■ PROBLEM DESCRIPTION ■
Exactly reproduce the lines from the top of the entries below through the line containing "navigation without classifying", with both ends included.

■ DATASET RECORDS ■
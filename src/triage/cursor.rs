/// Index of the "active" image during one-at-a-time triage
#[derive(Debug, Clone, Copy, Default, PartialEq, Eq)]
pub struct TriageCursor {
    index: usize,
}

impl TriageCursor {
    pub fn new() -> Self {
        Self::default()
    }

    pub fn index(&self) -> usize {
        self.index
    }

    /// Advance after a classification; stays put on the last image
    pub fn advance(&mut self, image_count: usize) {
        if self.index + 1 < image_count {
            self.index += 1;
        }
    }

    /// Step back one image, never below zero
    pub fn retreat(&mut self) {
        self.index = self.index.saturating_sub(1);
    }

    /// Arrow-key navigation without classifying
    pub fn step_forward(&mut self, image_count: usize) {
        self.advance(image_count);
    }

    pub fn step_back(&mut self) {
        self.retreat();
    }

    /// Jump to an image from the scrubber; ignored when out of range
    pub fn jump_to(&mut self, index: usize, image_count: usize) {
        if index < image_count {
            self.index = index;
        }
    }
}

#[cfg(test)]
mod tests {
    use super::*;

    #[test]
    fn test_advance_stops_at_last() {
        let mut cursor = TriageCursor::new();
        cursor.advance(2);
        assert_eq!(cursor.index(), 1);
        cursor.advance(2);
        assert_eq!(cursor.index(), 1);
    }

    #[test]
    fn test_retreat_floors_at_zero() {
        let mut cursor = TriageCursor::new();
        cursor.retreat();
        assert_eq!(cursor.index(), 0);
    }

    #[test]
    fn test_jump_out_of_range_is_ignored() {
        let mut cursor = TriageCursor::new();
        cursor.jump_to(3, 3);
        assert_eq!(cursor.index(), 0);
        cursor.jump_to(2, 3);
        assert_eq!(cursor.index(), 2);
    }
}
/// User interface module
///
/// One file per screen, plus keyboard translation and shared widgets.
/// Views only read state; every change goes through `Message`.
use iced::widget::image::Handle;
use std::path::{Path, PathBuf};

pub mod gallery;
pub mod keys;
pub mod project;
pub mod projects;
pub mod review;
pub mod summary;
pub mod triage;
pub mod widgets;

/// The full-size image currently shown (or being loaded)
#[derive(Debug, Clone)]
pub struct Preview {
    pub path: PathBuf,
    /// None while loading
    pub handle: Option<Handle>,
}

impl Preview {
    pub fn handle_for(&self, path: &Path) -> Option<&Handle> {
        if self.path == path {
            self.handle.as_ref()
        } else {
            None
        }
    }
}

■ SOLVED EXERCISE ■
filename src/triage/cursor.rs
/// Index of the "active" image during one-at-a-time triage
#[derive(Debug, Clone, Copy, Default, PartialEq, Eq)]
pub struct TriageCursor {
    index: usize,
}

impl TriageCursor {
    pub fn new() -> Self {
        Self::default()
    }

    pub fn index(&self) -> usize {
        self.index
    }

    /// Advance after a classification; stays put on the last image
    pub fn advance(&mut self, image_count: usize) {
        if self.index + 1 < image_count {
            self.index += 1;
        }
    }

    /// Step back one image, never below zero
    pub fn retreat(&mut self) {
        self.index = self.index.saturating_sub(1);
    }

    /// Arrow-key navigation without classifying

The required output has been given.